## Assigned task
Please retype the data below in full.

*** Block opens ***

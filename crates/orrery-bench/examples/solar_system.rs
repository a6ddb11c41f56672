//! Run the reference solar system with a ring for a few seconds and print
//! a summary line per second of simulated time.
//!
//! ```text
//! RUST_LOG=orrery_engine=debug cargo run --example solar_system -- 2000
//! ```

use std::time::Duration;

use orrery_bench::{ringed_system, RINGED_PLANET};
use orrery_engine::{EngineConfig, Frame, Scheduler};
use tracing::info;
use tracing_subscriber::EnvFilter;

fn init_tracing() {
    let filter = EnvFilter::try_from_default_env().unwrap_or_else(|_| EnvFilter::new("info"));
    tracing_subscriber::fmt().with_env_filter(filter).init();
}

fn main() -> Result<(), Box<dyn std::error::Error>> {
    init_tracing();

    let run_ms: u64 = std::env::args()
        .nth(1)
        .and_then(|s| s.parse().ok())
        .unwrap_or(3_000);

    let config = EngineConfig {
        target_interval: Duration::from_millis(20),
        ..EngineConfig::default()
    };
    let ticks_per_report = 1_000 / config.target_interval.as_millis() as u64;

    let mut scheduler = Scheduler::new(ringed_system(7, 500), config, move |frame: &Frame| {
        if frame.tick.0 % ticks_per_report != 0 {
            return;
        }
        let saturn = frame.snapshot.get(RINGED_PLANET).unwrap_or_default();
        info!(
            tick = %frame.tick,
            moved = frame.delta().count(),
            warnings = frame.warnings.len(),
            total_us = frame.metrics.total_us,
            saturn_x = saturn.x,
            saturn_y = saturn.y,
            "frame"
        );
    })?;

    scheduler.start()?;
    std::thread::sleep(Duration::from_millis(run_ms));
    scheduler.request_stop();
    let report = scheduler.await_stopped()?;

    info!(
        ticks = report.ticks_completed,
        overruns = report.overrun_events,
        faults = report.body_fault_events,
        "done"
    );
    Ok(())
}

*** Block closes ***

## Reply
filename crates/orrery-bench/examples/solar_system.rs
repository a6ddb11c41f56672
//! Run the reference solar system with a ring for a few seconds and print
//! a summary line per second of simulated time.
//!
//! ```text
//! RUST_LOG=orrery_engine=debug cargo run --example solar_system -- 2000
//! ```

use std::time::Duration;

use orrery_bench::{ringed_system, RINGED_PLANET};
use orrery_engine::{EngineConfig, Frame, Scheduler};
use tracing::info;
use tracing_subscriber::EnvFilter;

fn init_tracing() {
    let filter = EnvFilter::try_from_default_env().unwrap_or_else(|_| EnvFilter::new("info"));
    tracing_subscriber::fmt().with_env_filter(filter).init();
}

fn main() -> Result<(), Box<dyn std::error::Error>> {
    init_tracing();

    let run_ms: u64 = std::env::args()
        .nth(1)
        .and_then(|s| s.parse().ok())
        .unwrap_or(3_000);

    let config = EngineConfig {
        target_interval: Duration::from_millis(20),
        ..EngineConfig::default()
    };
    let ticks_per_report = 1_000 / config.target_interval.as_millis() as u64;

    let mut scheduler = Scheduler::new(ringed_system(7, 500), config, move |frame: &Frame| {
        if frame.tick.0 % ticks_per_report != 0 {
            return;
        }
        let saturn = frame.snapshot.get(RINGED_PLANET).unwrap_or_default();
        info!(
            tick = %frame.tick,
            moved = frame.delta().count(),
            warnings = frame.warnings.len(),
            total_us = frame.metrics.total_us,
            saturn_x = saturn.x,
            saturn_y = saturn.y,
            "frame"
        );
    })?;

    scheduler.start()?;
    std::thread::sleep(Duration::from_millis(run_ms));
    scheduler.request_stop();
    let report = scheduler.await_stopped()?;

    info!(
        ticks = report.ticks_completed,
        overruns = report.overrun_events,
        faults = report.body_fault_events,
        "done"
    );
    Ok(())
}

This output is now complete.